The movements are jerky, like an animation with too frames to approximate natural motion. Four seconds in, its pointed head lifts up and the animal appears to stare directly at the camera for half a second. It drops down again, returning to sniff the ground with a sharp snout. The creature continues on its path, finally walking out of frame.
The footage is a “camera-trap,” a morbid name for an unobtrusive, motion-activated video camera designed to capture footage of wildlife, without disturbing it in the process. The videographers have not released the exact location of the footage, for fear of the provoking the use of the far more violent snare traps used by hunters in the area.
At first glance, it’s a dull 30 seconds of video. The subject is only on screen for a third of that extremely short run-time. But the star (alternately described as the size of both a rabbit and house cat) was enough to garner it a published piece in Nature titled “Camera-trap evidence that the silver-backed chevrotain Tragulus versicolor remains in the wild in Vietnam.”

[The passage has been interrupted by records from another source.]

//! Journal segments.
//!
//! A segment is one bounded file holding a contiguous run of entries.
//!
//! ## Segment File Format
//!
//! ```text
//! | descriptor (64) | entry | entry | ... | zeros |
//! ```
//!
//! Each entry is framed as:
//!
//! ```text
//! | length (4) | crc32 (4) | payload (length) |
//! ```
//!
//! There is no end marker. The first position that does not decode as a
//! valid entry ends the segment, which is how a torn write at the tail is
//! told apart from real data after a crash.
//!
//! ## Invariants
//!
//! - Entries are contiguous; index `n + 1` follows index `n` directly
//! - Every byte past the last entry reads as zero or as an invalid entry
//! - Only the writer mutates a segment, and there is at most one writer

mod descriptor;
mod entry;
mod file;
mod index;
mod reader;
mod store;
mod writer;

pub use descriptor::{
    SegmentDescriptor, SegmentDescriptorBuilder, DESCRIPTOR_BYTES, DESCRIPTOR_VERSION,
};
pub use entry::{checksum, read_entry, EntryHeader, HEADER_BYTES};
pub use file::{is_segment_file, segment_file_name, segment_id, SegmentFile};
pub use index::{Position, SegmentIndex};
pub use reader::SegmentReader;
pub use store::{Segment, SegmentInfo};
pub use writer::SegmentWriter;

That, in turn, earned it international news coverage.
The video represents the first officially logged appearance of the small, deer-like animal in nearly 30 years (though local reports have notably surfaced here and there). When it emerged in late-2019, it was the first time the Vietnam mouse-deer had been officially recorded — either alive or dead — since a 1990 Vietnamese-Russian expedition. Prior to that, the animal’s last appearance was the first time it had officially described by scientists, when a British zoologist officially noted the species based on four animals likely acquired by local hunters. That was 1910.
Named for the follower resurrected by Jesus in the Gospel of John, a Lazarus taxon is a species, family or class of organisms that disappear, only the reemerge after some extended period. In paleontology, the concept applies to the fossil record. Though such gaps can sometimes be chalked up to the exceedingly small percent of organisms that are ultimately fossilized. Harder to explain are those living animals that have managed to avoid observation for decades-long stretches.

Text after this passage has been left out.